Can the use of a single depth sensor-driven full-body musculoskeletal gait model be considered an accurate assessment tool of the ground reaction forces (GRFs) during stair climbing for patients following ACL reconstruction (ACLR) surgery?
A total of 15 patients who underwent ACLR participated in this study. GRFs data during stair climbing was collected using a custom-built 3-step staircase with two embedded force platforms. A single depth sensor, commercially available and cost effective, was used to obtain participants' depth map information to extract the full-body skeleton information. The AnyBody TM GaitFullBody model was utilized to estimate GRFs attained by 25 artificial muscle-like actuators placed under each foot. Mean differences between the measured and estimated GRFs were compared using paired samples t-tests. The ensemble curves of the GRFs were compared between both approaches during stance phase of the gait cycle.
The findings of this study showed that the estimation of the GRFs produced during staircase gait using a depth sensor-driven musculoskeletal model can produce acceptable results when compared to the traditional inverse dynamics modelling approach as an alternative tool in clinical settings for individuals who had undergone ACLR.
The introduced approach of full-body musculoskeletal modelling driven by a single depth sensor has the potential to be a cost-effective stair gait analysis tool for patients with ACL injury.

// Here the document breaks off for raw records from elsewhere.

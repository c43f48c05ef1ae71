//! Basic-auth middleware for Actix Web.
//!
//! Every webhook the marketplace sends carries the basic-auth credentials the vendor registered with it: the
//! add-on slug as the username and the issued password. Wrap the whole marketplace scope with this middleware so
//! no webhook handler can be reached without them.
//!
//! Both the username and the password comparisons run in constant time, and a rejection carries no detail about
//! which part failed.

use std::{
    future::{ready, Ready},
    rc::Rc,
};

use actix_web::{
    dev::{forward_ready, Service, ServiceRequest, ServiceResponse, Transform},
    error::ErrorUnauthorized,
    http::header::AUTHORIZATION,
    Error,
};
use aog_common::Secret;
use futures::future::LocalBoxFuture;
use log::{trace, warn};
use subtle::ConstantTimeEq;

pub struct BasicAuthMiddlewareFactory {
    username: String,
    password: Secret<String>,
}

impl BasicAuthMiddlewareFactory {
    pub fn new(username: &str, password: Secret<String>) -> Self {
        Self { username: username.into(), password }
    }
}

impl<S, B> Transform<S, ServiceRequest> for BasicAuthMiddlewareFactory
where
    S: Service<ServiceRequest, Response = ServiceResponse<B>, Error = Error> + 'static,
    S::Future: 'static,
    B: 'static,
{
    type Error = Error;
    type Future = Ready<Result<Self::Transform, Self::InitError>>;
    type InitError = ();
    type Response = ServiceResponse<B>;
    type Transform = BasicAuthMiddlewareService<S>;

    fn new_transform(&self, service: S) -> Self::Future {
        ready(Ok(BasicAuthMiddlewareService {
            username: self.username.clone(),
            password: self.password.clone(),
            service: Rc::new(service),
        }))
    }
}

pub struct BasicAuthMiddlewareService<S> {
    username: String,
    password: Secret<String>,
    service: Rc<S>,
}

impl<S, B> Service<ServiceRequest> for BasicAuthMiddlewareService<S>
where
    S: Service<ServiceRequest, Response = ServiceResponse<B>, Error = Error> + 'static,
    S::Future: 'static,
    B: 'static,
{
    type Error = Error;
    type Future = LocalBoxFuture<'static, Result<Self::Response, Self::Error>>;
    type Response = ServiceResponse<B>;

    forward_ready!(service);

    fn call(&self, req: ServiceRequest) -> Self::Future {
        let service = Rc::clone(&self.service);
        let username = self.username.clone();
        let password = self.password.reveal().clone();
        Box::pin(async move {
            trace!("🔐️ Checking webhook credentials");
            let header = req.headers().get(AUTHORIZATION).and_then(|v| v.to_str().ok());
            let Some((given_user, given_password)) = header.and_then(decode_basic_credentials) else {
                warn!("🔐️ Webhook call without usable basic-auth credentials. Denying access.");
                return Err(ErrorUnauthorized(""));
            };
            if credentials_match(&given_user, &username) & credentials_match(&given_password, &password) {
                trace!("🔐️ Webhook credential check ✅️");
                service.call(req).await
            } else {
                warn!("🔐️ Webhook call with invalid credentials. Denying access.");
                Err(ErrorUnauthorized(""))
            }
        })
    }
}

fn decode_basic_credentials(header: &str) -> Option<(String, String)> {
    let encoded = header.strip_prefix("Basic ")?;
    let decoded = base64::decode(encoded.trim()).ok()?;
    let decoded = String::from_utf8(decoded).ok()?;
    let (user, password) = decoded.split_once(':')?;
    Some((user.to_string(), password.to_string()))
}

fn credentials_match(given: &str, expected: &str) -> bool {
    given.as_bytes().ct_eq(expected.as_bytes()).into()
}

尽管楼梯步行应该包括在 ACL 损伤对膝关节功能的长期影响的康复中,但在传统的逆动力学分析中,只能通过昂贵且繁琐的力台来建立楼梯步态的情况下,对动力学参数进行评估。因此,需要开发一种实用的实验室设置,作为评估 ACL 缺陷引起的下肢楼梯步态异常的工具。

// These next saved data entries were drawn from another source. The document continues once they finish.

//! Hooks the marketplace API client up to the engine's token broker.

use addon_engine::{
    db_types::TokenGrant,
    traits::{TokenExchange, TokenExchangeError},
};
use marketplace_tools::{MarketplaceApi, MarketplaceApiError, TokenResponse};

/// Adapts the marketplace API client to the engine's [`TokenExchange`] contract, keeping the engine free of any
/// HTTP dependency. No retries happen here; the broker decides what a failed call means.
#[derive(Clone)]
pub struct PlatformTokenExchange {
    api: MarketplaceApi,
}

impl PlatformTokenExchange {
    pub fn new(api: MarketplaceApi) -> Self {
        Self { api }
    }
}

impl TokenExchange for PlatformTokenExchange {
    async fn exchange_auth_code(&self, code: &str) -> Result<TokenGrant, TokenExchangeError> {
        self.api.exchange_auth_code(code).await.map(grant_from_response).map_err(exchange_error)
    }

    async fn refresh_token(&self, refresh_token: &str) -> Result<TokenGrant, TokenExchangeError> {
        self.api.refresh_token(refresh_token).await.map(grant_from_response).map_err(exchange_error)
    }
}

fn grant_from_response(response: TokenResponse) -> TokenGrant {
    TokenGrant {
        access_token: response.access_token,
        refresh_token: response.refresh_token,
        expires_in: response.expires_in,
        token_type: response.token_type,
    }
}

fn exchange_error(e: MarketplaceApiError) -> TokenExchangeError {
    match e {
        MarketplaceApiError::Initialization(m) | MarketplaceApiError::Transport(m) => {
            TokenExchangeError::Transport(m)
        },
        MarketplaceApiError::QueryError { status, message } => TokenExchangeError::UpstreamStatus { status, message },
        MarketplaceApiError::JsonError(m) => TokenExchangeError::InvalidResponse(m),
    }
}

能否将使用单个深度传感器驱动的全身肌肉骨骼步态模型视为 ACLR 手术后患者进行楼梯攀爬时评估地面反作用力(GRF)的准确评估工具?
共有 15 名接受 ACLR 的患者参与了这项研究。使用带有两个嵌入式力台的定制 3 级楼梯收集楼梯攀爬过程中的 GRF 数据。使用单个深度传感器(商业上可用且具有成本效益)获取参与者的深度图信息,以提取全身骨骼信息。AnyBody TM GaitFullBody 模型用于估计放置在每只脚下的 25 个人工肌肉样执行器获得的 GRF。使用配对样本 t 检验比较测量和估计的 GRF 之间的平均差异。在步态周期的站立阶段,比较两种方法之间的 GRF 整体曲线。
这项研究的结果表明,与传统的逆动力学建模方法相比,使用深度传感器驱动的肌肉骨骼模型来估计楼梯步态中产生的 GRF 可以产生可接受的结果,作为 ACLR 后个体在临床环境中的替代工具。
引入的由单个深度传感器驱动的全身肌肉骨骼建模方法有可能成为 ACL 损伤患者的一种具有成本效益的楼梯步态分析工具。